Leverett went on to add it wasn't in Cloud Imperium's DNA to hold content back. "We simply don't do that," he wrote. "When it's ready for primetime, it's out the door for you to enjoy.
"Today 3.0 is about delivering an entirely explorable solar system with the backend services to make it dynamic. It's about giving us the city- and planet-building tools to create for you the rest of the universe in an intelligent, scalable, efficient, and compelling manner. It's about the first step in giving you the tools to create player outposts and communities. It's about the streaming tech to allow you to take off from one moon, fly across the system, and land on an entirely different moon, then driving a freaking sweet buggy out of the back of your ship to race around the entire planet... all without a loading screen.

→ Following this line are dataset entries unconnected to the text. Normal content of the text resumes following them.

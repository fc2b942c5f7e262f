use std::path::PathBuf;

use clap::{crate_authors, crate_description, crate_name, crate_version, Parser};

/// CLI options
#[derive(Parser, Debug)]
#[command(disable_version_flag = true)]
#[clap(name = crate_name!(), about = crate_description!())]
#[clap(version = crate_version!(), author = crate_authors!())]
pub struct Opts {
    /// Configuration file.
    #[clap(short = 'c', long)]
    pub config: Option<PathBuf>,
    /// Directory holding one CSV file per flight.
    #[clap(short = 'd', long, default_value = "kml-data")]
    pub input: PathBuf,
    /// Directory for log files (default is no log file).
    #[clap(long)]
    pub log_dir: Option<String>,
    /// Quiet mode, no summary.
    #[clap(short = 'q', long = "quiet")]
    pub quiet: bool,
    /// Hierarchical logging output.
    #[clap(long)]
    pub tree: bool,
    /// Display utility full version.
    #[clap(short = 'V', long)]
    pub version: bool,
    /// Timezone to attribute timestamps to, overrides the configuration.
    #[clap(short = 'z', long)]
    pub timezone: Option<String>,
    /// Output KML file.
    #[clap(required_unless_present = "version")]
    pub output: Option<PathBuf>,
}
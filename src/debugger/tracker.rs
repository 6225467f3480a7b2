use std::collections::{BTreeMap, BTreeSet};
use std::fmt::Write as _;
use std::time::SystemTime;

use serde::{Deserialize, Serialize};

const MAX_CODE_LEN: usize = 30;
const TRUNCATED_LEN: usize = 27;

#[derive(Debug, Clone, Copy, PartialEq, Eq, Serialize, Deserialize)]
#[serde(rename_all = "lowercase")]
pub enum EventKind {
    Line,
    Call,
    Return,
}

impl EventKind {
    pub fn as_str(self) -> &'static str {
        match self {
            EventKind::Line => "line",
            EventKind::Call => "call",
            EventKind::Return => "return",
        }
    }
}

#[derive(Debug, Clone, PartialEq, Eq, Serialize, Deserialize)]
pub struct ExecutionStep {
    pub line: usize,
    pub code: String,
    pub event: EventKind,
    pub timestamp: SystemTime,
    pub call_depth: usize,
}

#[derive(Debug, Clone, Default, PartialEq, Eq, Serialize, Deserialize)]
pub struct CallGraphNode {
    pub name: String,
    pub calls: BTreeSet<String>,
    pub called_from: BTreeSet<String>,
}

/// Records observed steps and call edges; renders them as Mermaid diagrams.
#[derive(Debug, Clone, Default)]
pub struct ExecutionTracker {
    steps: Vec<ExecutionStep>,
    graph: BTreeMap<String, CallGraphNode>,
    open_calls: Vec<String>,
}

impl ExecutionTracker {
    pub fn new() -> Self {
        Self::default()
    }

    pub fn record_step(&mut self, line: usize, code: &str, event: EventKind) {
        self.steps.push(ExecutionStep {
            line,
            code: clean_code(code),
            event,
            timestamp: SystemTime::now(),
            call_depth: self.open_calls.len(),
        });
    }

    pub fn record_call(&mut self, caller: &str, callee: &str) {
        self.node(caller).calls.insert(callee.to_string());
        self.node(callee).called_from.insert(caller.to_string());
        self.open_calls.push(callee.to_string());
    }

    /// Pops the innermost open call only when it is `callee`.
    pub fn record_return(&mut self, callee: &str) {
        if self.open_calls.last().is_some_and(|top| top == callee) {
            self.open_calls.pop();
        }
    }

    fn node(&mut self, name: &str) -> &mut CallGraphNode {
        self.graph
            .entry(name.to_string())
            .or_insert_with(|| CallGraphNode {
                name: name.to_string(),
                ..CallGraphNode::default()
            })
    }

    pub fn steps(&self) -> &[ExecutionStep] {
        &self.steps
    }

    pub fn call_graph(&self) -> &BTreeMap<String, CallGraphNode> {
        &self.graph
    }

    pub fn call_depth(&self) -> usize {
        self.open_calls.len()
    }

    pub fn to_flowchart(&self) -> String {
        if self.steps.is_empty() {
            return "flowchart TB\nstart[No execution steps yet]".to_string();
        }
        let mut nodes = Vec::with_capacity(self.steps.len() * 2);
        let mut edges = Vec::with_capacity(self.steps.len());
        for (i, step) in self.steps.iter().enumerate() {
            nodes.push(format!("node{i}[\"{}: {}\"]", step.line, step.code));
            nodes.push(format!(
                "click node{i} callback \"Line {}<br/>Code: {}<br/>Event: {}\"",
                step.line,
                step.code,
                step.event.as_str()
            ));
            if i > 0 {
                edges.push(format!("node{} --> node{i}", i - 1));
            }
        }
        format!("flowchart TB\n{}\n{}", nodes.join("\n"), edges.join("\n"))
    }

    pub fn to_call_graph(&self) -> String {
        if self.graph.is_empty() {
            return "flowchart LR\nstart[No function calls yet]".to_string();
        }
        let mut nodes = String::new();
        let mut edges = Vec::new();
        for (name, node) in &self.graph {
            let id = node_id(name);
            let _ = writeln!(nodes, "{id}[\"{name}\"]");
            let _ = writeln!(
                nodes,
                "click {id} callback \"Function: {name}<br/>Calls: {}<br/>Called by: {}\"",
                node.calls.len(),
                node.called_from.len()
            );
            for callee in &node.calls {
                edges.push(format!("{id} --> {}", node_id(callee)));
            }
        }
        format!("flowchart LR\n{}{}", nodes, edges.join("\n"))
    }
}

/// Diagram-safe single-line rendering of a source line.
pub fn clean_code(code: &str) -> String {
    let clean = code.trim().replace('"', "'").replace('\n', " ");
    if clean.chars().count() > MAX_CODE_LEN {
        let mut short: String = clean.chars().take(TRUNCATED_LEN).collect();
        short.push_str("...");
        short
    } else {
        clean
    }
}

fn node_id(name: &str) -> String {
    name.replace(['<', '>'], "").replace(' ', "_")
}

"It's about giving you the ability to buy what's on the web inside kiosks. It's about usable turret gameplay, and Items 2.0 so you can customise your own ship with new components. It's about picking objects and cargo so you can haul commodities across space as a trader and merchant. It's about gutting a single-player engine to support thousands of players. It's about infrastructure that we needed to develop because there are no off-the-shelf solutions for building an immersive experience like no other.
"We've learned that we can deliver something better than the original 3.0, something bigger, something pretty groundbreaking, something magnificent. That doesn't always keep to a schedule, but we think it's OK to take the time to do it right."
There is no formal release date for Star Citizen but it is expected to enter beta by the end of this year. It may take another year for that beta to be deemed complete enough for the game to be considered final and launch. Alongside Star Citizen there is a single-player, standalone, cinematic experience called Squadron 42, which has all sorts of Hollywood acting talent involved - Gary Oldman, Gillian Anderson and Andy Serkis to name a few. Squadron 42 slipped from 2016 into 2017, but has no more specific date than that. Whether it will make it out this year remains to be seen.
To date, Star Citizen has raised $156m through crowdfunding - and counting.